Women garment workers primarily fuel Bangladesh’s $24 billion a year garment industry, yet women are “still viewed as basically cheap labor,” says Lily Gomes, Solidarity Center senior program officer for Bangladesh.
“There is a strong need for functioning factory-level unions led by women,” says Gomes, who is leading efforts to help empower women workers to take on leadership roles at factories and in unions throughout Bangladesh. Some 60 percent of garment factory unions are now led by women, she said, and they are leading contract negotiations and discussions with government over improving working conditions.

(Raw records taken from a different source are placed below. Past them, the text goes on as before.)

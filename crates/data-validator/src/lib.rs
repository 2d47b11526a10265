//! Data Validation
//!
//! Parses raw form values into severity scores and checks them against the
//! allowed range.

mod error;
mod validator;

pub use error::ValidationError;
pub use validator::{ValidationConfig, Validator};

Gomes, a Reagan-Fascell Democracy fellow at the National Endowment for Democracy, spoke last week in Washington, D.C., about the status of women, the legal protections (or gaps in those protections) for women workers, the recent deadly factory disasters and the ensuing international outcry and pressure on international clothing brands to demand workplace safety improvements.

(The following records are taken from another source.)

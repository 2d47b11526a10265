//! Symptom Diagnosis - Main Entry Point

use anyhow::Context;
use api::{init_logging, run_server, AppConfig};
use tracing::info;

#[tokio::main]
async fn main() -> anyhow::Result<()> {
    let config = AppConfig::load().context("loading configuration")?;
    init_logging(&config.logging)?;

    info!("=== Symptom Diagnosis v{} ===", env!("CARGO_PKG_VERSION"));

    run_server(config).await.context("running server")?;

    Ok(())
}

This legal and international environment offers the opportunity to create “the political space for unions to organize, register and collectively bargain,” says Asia Regional Program Director Tim Ryan, who also spoke at the event.
“Women garment workers at the factory level, at the union and federation levels, are asserting themselves both as leaders in their organizations and now in their communities,” Ryan says.
But “the pressure both from below and above has to continue to maintain these gains women workers are making, and to further the fitful progress of democracy in Bangladesh.”